The post of chief of space operations was created on 20 December 2019, along with the United States Space Force, with the signing of the National Defense Authorization Act for Fiscal Year 2020. General John W. Raymond, the commander of US Space Command and Air Force Space Command, was announced as the first chief of space operations on that same day. On 14 January 2020, Raymond was sworn in as the first chief of space operations by Vice President Mike Pence.

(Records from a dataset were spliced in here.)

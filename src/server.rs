//! MCP server exposing the catalog tools over the Model Context Protocol.

use crate::state::CatalogState;
use crate::tools::get_documentation::{GetDocumentationRequest, handle_get_documentation};
use crate::tools::list_entries::{
    ListCategoriesRequest, ListEntriesRequest, handle_list_categories, handle_list_entries,
};
use crate::tools::reload_catalog::handle_reload_catalog;
use crate::tools::search::{SearchRequest, handle_search};
use rmcp::{
    ServerHandler,
    handler::server::{router::tool::ToolRouter, wrapper::Parameters},
    model::*,
    schemars::{self, JsonSchema, generate::SchemaSettings},
    tool, tool_handler, tool_router,
};
use std::sync::Arc;

/// MCP Server for component and template documentation queries
#[derive(Clone)]
pub struct CatalogServer {
    /// Shared catalog state (current index, source path, defaults)
    state: Arc<CatalogState>,

    /// Tool router for handling MCP tool calls
    tool_router: ToolRouter<Self>,
}

impl std::fmt::Debug for CatalogServer {
    fn fmt(&self, f: &mut std::fmt::Formatter<'_>) -> std::fmt::Result {
        f.debug_struct("CatalogServer")
            .field("state", &self.state)
            .finish_non_exhaustive()
    }
}

#[tool_router]
impl CatalogServer {
    pub fn new(state: Arc<CatalogState>) -> Self {
        Self {
            state,
            tool_router: Self::tool_router(),
        }
    }

    /// Get a reference to the shared catalog state.
    pub fn state(&self) -> &Arc<CatalogState> {
        &self.state
    }

    #[tool(
        description = "Search the catalog of components and page templates by name, functionality or description. Ranks entries by keyword relevance. Examples: 'tabla con filtros', 'mapa interactivo', 'calendario feriados', 'login'.",
        input_schema = inline_schema_for_type::<SearchRequest>()
    )]
    async fn search_catalog(
        &self,
        Parameters(request): Parameters<SearchRequest>,
    ) -> std::result::Result<String, String> {
        handle_search(&self.state, request).await
    }

    #[tool(
        description = "Get the full documentation of one component or template: description, keywords, dependencies, configuration options and template file.",
        input_schema = inline_schema_for_type::<GetDocumentationRequest>()
    )]
    async fn get_documentation(
        &self,
        Parameters(request): Parameters<GetDocumentationRequest>,
    ) -> std::result::Result<String, String> {
        handle_get_documentation(&self.state, request).await
    }

    #[tool(
        description = "List catalog entries grouped by category. Optionally filter by category slug and by kind (component or template).",
        input_schema = inline_schema_for_type::<ListEntriesRequest>()
    )]
    async fn list_entries(
        &self,
        Parameters(request): Parameters<ListEntriesRequest>,
    ) -> std::result::Result<String, String> {
        handle_list_entries(&self.state, request).await
    }

    #[tool(
        description = "List the categories of the catalog with their entry counts. Optionally only categories that contain components or templates.",
        input_schema = inline_schema_for_type::<ListCategoriesRequest>()
    )]
    async fn list_categories(
        &self,
        Parameters(request): Parameters<ListCategoriesRequest>,
    ) -> std::result::Result<String, String> {
        handle_list_categories(&self.state, request).await
    }

    #[tool(
        description = "Reload the catalog document from disk. The current catalog stays active if the new one is invalid."
    )]
    async fn reload_catalog(&self) -> std::result::Result<String, String> {
        handle_reload_catalog(&self.state).await
    }
}

#[tool_handler]
impl ServerHandler for CatalogServer {
    fn get_info(&self) -> ServerInfo {
        ServerInfo::new(ServerCapabilities::builder().enable_tools().build())
            .with_protocol_version(ProtocolVersion::V_2024_11_05)
            .with_server_info(Implementation::from_build_env())
            .with_instructions(
                "poncho-mcp: Documentation lookup for Poncho components and page templates. \
                 Use search_catalog to find entries by functionality, then get_documentation \
                 with an entry id for its full documentation."
                    .to_string(),
            )
    }
}

/// Generate an inline JSON schema for MCP tools
///
/// Unlike rmcp's default `schema_for_type()`, this function sets `inline_subschemas = true`
/// to generate inline enum definitions instead of $ref patterns. This ensures MCP Inspector
/// displays enums as dropdown widgets rather than raw JSON input fields.
pub fn inline_schema_for_type<T: JsonSchema>() -> Arc<JsonObject> {
    let mut settings = SchemaSettings::draft07();
    settings.transforms = vec![Box::new(schemars::transform::AddNullable::default())];
    settings.inline_subschemas = true;

    let generator = settings.into_generator();
    let schema = generator.into_root_schema_for::<T>();
    let object = serde_json::to_value(schema).expect("failed to serialize schema");

    let json_object = match object {
        serde_json::Value::Object(object) => object,
        _ => panic!("Schema serialization produced non-object value"),
    };

    Arc::new(json_object)
}
//! Keyword relevance search over the catalog.
//!
//! This module provides text normalization, tokenization, weighted field
//! scoring and the ranking pipeline that ties them together.

pub mod normalize;
pub mod scoring;
pub mod service;
pub mod tokenize;

pub use normalize::normalize;
pub use scoring::{QueryTerms, score, score_entry};
pub use service::search;
pub use tokenize::{TokenSet, tokenize};
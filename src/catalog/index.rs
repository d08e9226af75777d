//! Immutable in-memory catalog with id, category and kind lookups.

use super::entry::{CatalogEntry, EntryKind};
use crate::error::CatalogError;
use ahash::AHashMap;
use rmcp::schemars;
use serde::Deserialize;
use std::collections::BTreeSet;

/// Subset of the catalog a search is restricted to.
#[derive(Debug, Clone, Copy, PartialEq, Eq, Default, Deserialize, schemars::JsonSchema)]
#[serde(rename_all = "lowercase")]
pub enum SearchScope {
    /// Components and templates
    #[default]
    All,
    /// Components only
    Components,
    /// Page templates only
    Templates,
}

impl SearchScope {
    pub fn includes(self, kind: EntryKind) -> bool {
        match self {
            Self::All => true,
            Self::Components => kind == EntryKind::Component,
            Self::Templates => kind == EntryKind::Template,
        }
    }
}

/// The searchable catalog.
///
/// Entries keep their source order. Built once and never mutated; a refresh
/// builds a new index and swaps it in (see [`crate::state::CatalogState`]).
#[derive(Debug, Default)]
pub struct CatalogIndex {
    entries: Vec<CatalogEntry>,
    /// Map from entry id to position in `entries`
    by_id: AHashMap<String, usize>,
    /// Map from lower-cased category to positions in `entries`, in source order
    by_category: AHashMap<String, Vec<usize>>,
}

impl CatalogIndex {
    /// Validate and index `entries`.
    ///
    /// Fails on a blank or duplicate id; nothing is partially indexed.
    pub fn build(entries: Vec<CatalogEntry>) -> Result<Self, CatalogError> {
        let start = std::time::Instant::now();
        let mut by_id: AHashMap<String, usize> = AHashMap::with_capacity(entries.len());
        let mut by_category: AHashMap<String, Vec<usize>> = AHashMap::new();

        for (position, entry) in entries.iter().enumerate() {
            if entry.id.trim().is_empty() {
                return Err(CatalogError::EmptyId { position });
            }
            if let Some(&first) = by_id.get(&entry.id) {
                return Err(CatalogError::DuplicateId {
                    id: entry.id.clone(),
                    first,
                    second: position,
                });
            }
            by_id.insert(entry.id.clone(), position);
            by_category
                .entry(entry.category.to_lowercase())
                .or_default()
                .push(position);
        }

        let index = Self {
            entries,
            by_id,
            by_category,
        };

        tracing::info!(
            "Built catalog index: {} components, {} templates, {} categories in {:?}",
            index.count_of_kind(EntryKind::Component),
            index.count_of_kind(EntryKind::Template),
            index.by_category.len(),
            start.elapsed()
        );

        Ok(index)
    }

    /// All entries in source order.
    pub fn entries(&self) -> &[CatalogEntry] {
        &self.entries
    }

    pub fn len(&self) -> usize {
        self.entries.len()
    }

    pub fn is_empty(&self) -> bool {
        self.entries.is_empty()
    }

    pub fn by_id(&self, id: &str) -> Option<&CatalogEntry> {
        self.by_id.get(id).map(|&position| &self.entries[position])
    }

    /// Entries of one category in source order, matched without regard to
    /// case. Unknown categories are empty.
    pub fn by_category(&self, category: &str) -> Vec<&CatalogEntry> {
        self.by_category
            .get(&category.to_lowercase())
            .map(|positions| positions.iter().map(|&p| &self.entries[p]).collect())
            .unwrap_or_default()
    }

    pub fn all_of_kind(&self, kind: EntryKind) -> Vec<&CatalogEntry> {
        self.entries.iter().filter(|e| e.kind == kind).collect()
    }

    pub fn count_of_kind(&self, kind: EntryKind) -> usize {
        self.entries.iter().filter(|e| e.kind == kind).count()
    }

    /// Entries a search over `scope` should score.
    pub fn scope(&self, scope: SearchScope) -> Vec<&CatalogEntry> {
        self.entries
            .iter()
            .filter(|e| scope.includes(e.kind))
            .collect()
    }

    /// All distinct categories, lower-cased and sorted.
    pub fn categories(&self) -> BTreeSet<&str> {
        self.by_category.keys().map(String::as_str).collect()
    }

    /// Categories that contain at least one entry of `kind`, lower-cased and sorted.
    pub fn categories_of_kind(&self, kind: EntryKind) -> BTreeSet<&str> {
        self.by_category
            .iter()
            .filter(|(_, positions)| positions.iter().any(|&p| self.entries[p].kind == kind))
            .map(|(category, _)| category.as_str())
            .collect()
    }
}
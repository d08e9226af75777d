//! Process-wide catalog state shared by the tool handlers.
//!
//! The current [`CatalogIndex`] lives behind an `Arc` that readers clone and
//! then search without holding any lock. Refreshing builds a complete new
//! index first and only then swaps the pointer, so a search never sees a
//! partially built catalog and a failed reload leaves the old one in place.

use crate::catalog::{CatalogIndex, load_index};
use crate::error::CatalogError;
use std::path::{Path, PathBuf};
use std::sync::Arc;
use tokio::sync::{Mutex, RwLock};

pub struct CatalogState {
    /// The index searches currently run against
    index: RwLock<Arc<CatalogIndex>>,

    /// Held across load and swap so overlapping reloads install in order
    reload_lock: Mutex<()>,

    /// Catalog document the index was loaded from, if any
    source: Option<PathBuf>,

    /// Result limit used when a request does not give one
    default_limit: usize,
}

impl std::fmt::Debug for CatalogState {
    fn fmt(&self, f: &mut std::fmt::Formatter<'_>) -> std::fmt::Result {
        f.debug_struct("CatalogState")
            .field("source", &self.source)
            .field("default_limit", &self.default_limit)
            .finish_non_exhaustive()
    }
}

impl CatalogState {
    /// Wrap an already built index.
    pub fn new(index: CatalogIndex, source: Option<PathBuf>, default_limit: usize) -> Self {
        Self {
            index: RwLock::new(Arc::new(index)),
            reload_lock: Mutex::new(()),
            source,
            default_limit,
        }
    }

    /// Load the catalog at `path` and wrap it.
    pub async fn load(path: &Path, default_limit: usize) -> Result<Self, CatalogError> {
        let index = load_index(path).await?;
        Ok(Self::new(index, Some(path.to_path_buf()), default_limit))
    }

    /// The index as of now. Later swaps do not affect the returned snapshot.
    pub async fn snapshot(&self) -> Arc<CatalogIndex> {
        self.index.read().await.clone()
    }

    /// Install `index` and return the one it replaced.
    pub async fn replace(&self, index: CatalogIndex) -> Arc<CatalogIndex> {
        self.install(Arc::new(index)).await
    }

    async fn install(&self, next: Arc<CatalogIndex>) -> Arc<CatalogIndex> {
        let mut guard = self.index.write().await;
        std::mem::replace(&mut *guard, next)
    }

    /// Re-read the catalog source and swap in the new index.
    ///
    /// Returns the index this call installed. Reloads run one at a time.
    /// Without a source the current index is kept and returned unchanged.
    pub async fn reload(&self) -> Result<Arc<CatalogIndex>, CatalogError> {
        let Some(source) = &self.source else {
            tracing::debug!("No catalog source configured, keeping current index");
            return Ok(self.snapshot().await);
        };

        let _reloading = self.reload_lock.lock().await;

        let index = match load_index(source).await {
            Ok(index) => index,
            Err(e) => {
                tracing::warn!("Catalog reload failed, keeping current index: {}", e);
                return Err(e);
            }
        };

        let installed = Arc::new(index);
        self.install(Arc::clone(&installed)).await;
        tracing::info!("Reloaded catalog: {} entries", installed.len());
        Ok(installed)
    }

    pub fn source(&self) -> Option<&Path> {
        self.source.as_deref()
    }

    pub const fn default_limit(&self) -> usize {
        self.default_limit
    }
}

#[cfg(test)]
mod tests {
    use super::*;
    use crate::catalog::{CatalogEntry, EntryKind};
    use assert2::{check, let_assert};

    fn index_of(ids: &[&str]) -> CatalogIndex {
        CatalogIndex::build(
            ids.iter()
                .map(|id| CatalogEntry::new(*id, *id, "misc", EntryKind::Component))
                .collect(),
        )
        .unwrap()
    }

    #[tokio::test]
    async fn test_replace_swaps_and_keeps_old_snapshots() {
        let state = CatalogState::new(index_of(&["one"]), None, 5);
        let before = state.snapshot().await;

        let previous = state.replace(index_of(&["one", "two"])).await;

        check!(Arc::ptr_eq(&before, &previous));
        check!(before.len() == 1);
        check!(state.snapshot().await.len() == 2);
    }

    #[tokio::test]
    async fn test_reload_without_source_keeps_index() {
        let state = CatalogState::new(index_of(&["one"]), None, 5);
        let before = state.snapshot().await;
        let after = state.reload().await.unwrap();
        check!(Arc::ptr_eq(&before, &after));
    }

    #[tokio::test]
    async fn test_reload_returns_installed_index() {
        let dir = tempfile::tempdir().unwrap();
        let path = dir.path().join("components.json");
        std::fs::write(&path, r#"{"components": [{"id": "a", "name": "A", "category": "x"}]}"#)
            .unwrap();
        let state = CatalogState::load(&path, 5).await.unwrap();

        let reloaded = state.reload().await.unwrap();

        check!(Arc::ptr_eq(&reloaded, &state.snapshot().await));
    }

    #[tokio::test(flavor = "multi_thread", worker_threads = 4)]
    async fn test_concurrent_reloads_install_one_of_their_results() {
        let dir = tempfile::tempdir().unwrap();
        let path = dir.path().join("components.json");
        std::fs::write(&path, r#"{"components": [{"id": "a", "name": "A", "category": "x"}]}"#)
            .unwrap();
        let state = Arc::new(CatalogState::load(&path, 5).await.unwrap());

        let reloads: Vec<_> = (0..8)
            .map(|_| {
                let state = Arc::clone(&state);
                tokio::spawn(async move { state.reload().await.unwrap() })
            })
            .collect();

        let mut installed = Vec::new();
        for reload in reloads {
            installed.push(reload.await.unwrap());
        }

        // Each reload reports the index it built, and the survivor is one of them.
        let current = state.snapshot().await;
        check!(installed.iter().all(|index| index.len() == 1));
        check!(installed.iter().any(|index| Arc::ptr_eq(index, &current)));
        for (i, a) in installed.iter().enumerate() {
            for b in &installed[i + 1..] {
                check!(!Arc::ptr_eq(a, b));
            }
        }
    }

    #[tokio::test]
    async fn test_failed_reload_keeps_index() {
        let dir = tempfile::tempdir().unwrap();
        let path = dir.path().join("components.json");
        std::fs::write(&path, r#"{"components": [{"id": "a", "name": "A", "category": "x"}]}"#)
            .unwrap();

        let state = CatalogState::load(&path, 5).await.unwrap();
        check!(state.snapshot().await.len() == 1);

        std::fs::write(
            &path,
            r#"{"components": [
                {"id": "a", "name": "A", "category": "x"},
                {"id": "a", "name": "A again", "category": "x"}
            ]}"#,
        )
        .unwrap();

        let_assert!(Err(CatalogError::DuplicateId { .. }) = state.reload().await);
        check!(state.snapshot().await.by_id("a").map(|e| e.name.as_str()) == Some("A"));
    }
}
//! Tracing initialization.

use std::sync::Once;
use tracing_subscriber::{EnvFilter, fmt::format::FmtSpan};

static INIT: Once = Once::new();

/// Initialize tracing. Safe to call multiple times.
///
/// Output goes to stderr; stdout is reserved for the MCP protocol.
pub fn init() {
    INIT.call_once(|| {
        let is_test =
            std::env::var("NEXTEST").is_ok() || std::env::var("CARGO_TARGET_TMPDIR").is_ok();
        let filter = EnvFilter::from_default_env().add_directive(
            if is_test {
                tracing::Level::DEBUG
            } else {
                tracing::Level::INFO
            }
            .into(),
        );

        let builder = tracing_subscriber::fmt()
            .with_env_filter(filter)
            .with_ansi(false)
            .with_target(true)
            .with_span_events(FmtSpan::NONE)
            .compact();

        if is_test {
            // Another test harness may already own the global subscriber.
            let _ = builder.with_test_writer().try_init();
        } else if let Err(e) = builder.with_writer(std::io::stderr).try_init() {
            eprintln!("Failed to initialize tracing: {}", e);
        }
    });
}
//! Error handling types and utilities.

use std::path::PathBuf;

/// A specialized Result type for process setup.
///
/// This is an alias for `anyhow::Result` with context added via `.context()` and
/// `.with_context()` methods in `main` and configuration loading.
pub type Result<T> = anyhow::Result<T>;

/// Error returned when a catalog cannot be loaded or indexed.
///
/// Searching never fails; every variant here is a build-time condition that
/// aborts startup or leaves the current index in place during a reload.
#[derive(Debug, thiserror::Error)]
pub enum CatalogError {
    /// The catalog document could not be read.
    #[error("Failed to read catalog at {}: {source}", path.display())]
    Io {
        path: PathBuf,
        #[source]
        source: std::io::Error,
    },
    /// The catalog document is not valid JSON or an entry is malformed.
    #[error("Failed to parse catalog: {0}")]
    Parse(#[from] serde_json::Error),
    /// The document has no top-level `components` array.
    #[error("Catalog document has no `components` array")]
    MissingComponents,
    /// An entry has a blank id.
    #[error("Catalog entry #{position} has an empty id")]
    EmptyId { position: usize },
    /// Two entries share the same id.
    #[error("Duplicate catalog id '{id}' (entries #{first} and #{second})")]
    DuplicateId {
        id: String,
        first: usize,
        second: usize,
    },
}
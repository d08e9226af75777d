//! Full documentation page for one catalog entry.

use crate::catalog::CatalogEntry;
use crate::state::CatalogState;
use rmcp::schemars;
use serde::Deserialize;
use serde_json::Value;
use std::fmt::Write as _;

#[derive(Debug, Deserialize, schemars::JsonSchema)]
pub struct GetDocumentationRequest {
    /// Entry id (e.g. "poncho-table", "poncho-map", "template-login")
    pub id: String,
}

pub async fn handle_get_documentation(
    state: &CatalogState,
    request: GetDocumentationRequest,
) -> Result<String, String> {
    let index = state.snapshot().await;
    let id = request.id.trim();

    index
        .by_id(id)
        .map(format_documentation)
        .ok_or_else(|| {
            format!(
                "Entry '{}' not found. Use search_catalog or list_entries to find valid ids.",
                id
            )
        })
}

/// Render an entry as Markdown, including the collaborator fields kept in
/// `extra` (template path, dependencies, options, entry points).
pub fn format_documentation(entry: &CatalogEntry) -> String {
    let mut out = String::new();

    let _ = writeln!(out, "# {}\n", entry.name);
    let kind = if entry.is_template() { "Template" } else { "Component" };
    let _ = writeln!(out, "**Kind:** {}", kind);
    let _ = writeln!(out, "**Category:** {}\n", entry.category);
    let _ = writeln!(out, "## Description\n{}\n", entry.description.trim());

    if !entry.keywords.is_empty() {
        let _ = writeln!(out, "**Keywords:** {}\n", entry.keywords.join(", "));
    }

    if let Some(path) = entry.template_path() {
        let _ = writeln!(out, "**File:** `{}`\n", path);
    }

    if let Some(deps) = entry.extra.get("dependencies") {
        let css = string_list(deps.get("css"));
        let js = string_list(deps.get("js"));
        if !css.is_empty() || !js.is_empty() {
            out.push_str("## Dependencies\n\n");
            push_list(&mut out, "CSS", &css);
            push_list(&mut out, "JavaScript", &js);
        }
    }

    if let Some(Value::Array(options)) = entry.extra.get("options")
        && !options.is_empty()
    {
        out.push_str("## Options\n\n");
        out.push_str("| Option | Type | Required | Default | Description |\n");
        out.push_str("|--------|------|----------|---------|-------------|\n");
        for option in options {
            let field = |key: &str| option.get(key).and_then(Value::as_str).unwrap_or_default();
            let option_type = option.get("type").and_then(Value::as_str).unwrap_or("string");
            let required = option.get("required").and_then(Value::as_bool) == Some(true);
            let default = match option.get("default") {
                None | Some(Value::Null) => "-".to_string(),
                Some(Value::String(s)) => s.clone(),
                Some(other) => other.to_string(),
            };
            let _ = writeln!(
                out,
                "| {} | {} | {} | {} | {} |",
                field("name"),
                option_type,
                if required { "Yes" } else { "No" },
                default,
                field("description")
            );
        }
        out.push('\n');
    }

    for (key, label) in [
        ("mainFunction", "Main function"),
        ("mainClass", "Main class"),
        ("mainObject", "Main object"),
    ] {
        if let Some(value) = entry.extra_str(key) {
            let _ = writeln!(out, "**{}:** `{}`\n", label, value);
        }
    }

    if let Some(example) = entry.extra_str("usageExample") {
        let _ = writeln!(out, "## Usage\n\n```html\n{}\n```\n", example.trim_end());
    }

    out
}

fn string_list(value: Option<&Value>) -> Vec<&str> {
    value
        .and_then(Value::as_array)
        .map(|items| items.iter().filter_map(Value::as_str).collect())
        .unwrap_or_default()
}

fn push_list(out: &mut String, title: &str, items: &[&str]) {
    if items.is_empty() {
        return;
    }
    let _ = writeln!(out, "### {}", title);
    for item in items {
        let _ = writeln!(out, "- {}", item);
    }
    out.push('\n');
}
//! The component and template catalog: entry types, the immutable index and
//! the JSON loader that produces it.

pub mod entry;
pub mod index;
pub mod loader;

pub use entry::{CatalogEntry, EntryKind, ScoredEntry};
pub use index::{CatalogIndex, SearchScope};
pub use loader::{load_index, parse_catalog};
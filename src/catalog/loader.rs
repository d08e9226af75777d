//! Loading the catalog from its JSON document.
//!
//! The document is an object with a `components` array; each element is one
//! [`CatalogEntry`]. Components and templates share the array and are told
//! apart by their `type` field.

use super::entry::CatalogEntry;
use super::index::CatalogIndex;
use crate::error::CatalogError;
use serde::Deserialize;
use std::path::Path;

#[derive(Debug, Deserialize)]
struct CatalogDocument {
    components: Option<Vec<CatalogEntry>>,
}

/// Parse the entries of a catalog document.
pub fn parse_catalog(json: &str) -> Result<Vec<CatalogEntry>, CatalogError> {
    let document: CatalogDocument = serde_json::from_str(json)?;
    document.components.ok_or(CatalogError::MissingComponents)
}

/// Read, parse and index the catalog document at `path`.
pub async fn load_index(path: &Path) -> Result<CatalogIndex, CatalogError> {
    let start = std::time::Instant::now();
    tracing::info!("Loading catalog from {}", path.display());

    let json = tokio::fs::read_to_string(path)
        .await
        .map_err(|source| CatalogError::Io {
            path: path.to_path_buf(),
            source,
        })?;

    let entries = parse_catalog(&json)?;
    tracing::debug!("Parsed {} catalog entries in {:?}", entries.len(), start.elapsed());

    CatalogIndex::build(entries)
}
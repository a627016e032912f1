//! Error types for field stripping

use std::path::PathBuf;
use thiserror::Error;

/// Errors that can occur while stripping a document
#[derive(Debug, Error)]
pub enum StripError {
    #[error("cannot read {}: {source}", path.display())]
    Read {
        path: PathBuf,
        #[source]
        source: std::io::Error,
    },

    #[error("{} is not valid UTF-8: {source}", path.display())]
    Decode {
        path: PathBuf,
        #[source]
        source: std::string::FromUtf8Error,
    },

    #[error("cannot write {}: {source}", path.display())]
    Write {
        path: PathBuf,
        #[source]
        source: std::io::Error,
    },

    #[error("invalid field pattern: {0}")]
    Pattern(#[from] regex::Error),
}

/// Result type for strip operations
pub type StripResult<T> = Result<T, StripError>;
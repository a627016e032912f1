//! fieldstrip CLI — removes a string field from a text file in place.
//!
//! Usage:
//!   fieldstrip [PATH] [--field name] [--atomic] [--dry-run] [--json] [-v]

use clap::{ArgAction, Parser};
use fieldstrip::{FieldStripper, StripReport, StripResult, WriteMode, DEFAULT_FIELD};
use std::path::PathBuf;
use tracing_subscriber::EnvFilter;

#[derive(Parser)]
#[command(
    name = "fieldstrip",
    version,
    about = "Strip string-valued fields from object-literal-like text files"
)]
struct Cli {
    /// File to rewrite in place
    #[arg(default_value = "import-facts.js")]
    path: PathBuf,
    /// Key of the field to remove
    #[arg(long, default_value = DEFAULT_FIELD)]
    field: String,
    /// Write to a temp file and rename it over the target
    #[arg(long)]
    atomic: bool,
    /// Count occurrences without writing
    #[arg(long)]
    dry_run: bool,
    /// Print the report as JSON
    #[arg(long)]
    json: bool,
    /// Increase log verbosity (-v info, -vv debug)
    #[arg(short, long, action = ArgAction::Count)]
    verbose: u8,
}

fn init_logging(verbose: u8) {
    let default = match verbose {
        0 => "warn",
        1 => "info",
        _ => "debug",
    };
    let filter = EnvFilter::try_from_default_env().unwrap_or_else(|_| EnvFilter::new(default));
    tracing_subscriber::fmt()
        .with_env_filter(filter)
        .with_writer(std::io::stderr)
        .init();
}

fn run(cli: &Cli) -> StripResult<StripReport> {
    let mode = if cli.atomic {
        WriteMode::Atomic
    } else {
        WriteMode::Overwrite
    };
    FieldStripper::new()
        .with_field(&cli.field)?
        .with_write_mode(mode)
        .with_dry_run(cli.dry_run)
        .strip(&cli.path)
}

fn print_report(report: &StripReport, json: bool) -> i32 {
    if json {
        return match serde_json::to_string_pretty(report) {
            Ok(s) => {
                println!("{}", s);
                0
            }
            Err(e) => {
                eprintln!("Error: {}", e);
                1
            }
        };
    }
    if report.written {
        println!(
            "✅ removed all \"{}\" fields from {} ({} removed)",
            report.field,
            report.path.display(),
            report.removed
        );
    } else {
        println!(
            "would remove {} \"{}\" field(s) from {}",
            report.removed,
            report.field,
            report.path.display()
        );
    }
    0
}

fn main() {
    let cli = Cli::parse();
    init_logging(cli.verbose);

    let code = match run(&cli) {
        Ok(report) => print_report(&report, cli.json),
        Err(e) => {
            eprintln!("Error: {}", e);
            1
        }
    };
    std::process::exit(code);
}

On 20 December 2020, the CSO officially became the 8th member of the Joint Chiefs of Staff. Raymond was inducted to the body in a ceremony on 11 December 2020.

== Space Staff ==

The Office of the Chief of Space Operations, or more commonly referred to as the Space Staff, is the headquarters for the Space Force. It is responsible for organizing, training, and equipping of the Space Force cooperating with the Air Staff on support issues. It is headed by the chief of space operations and the vice chief of space operations, both four-star generals, and the chief master sergeant of the Space Force. There is also a director of staff who oversees the staff action group, protocol, information technology and administration, resources, and total force integration groups. The chief of space operations also has four deputy chiefs of space operations.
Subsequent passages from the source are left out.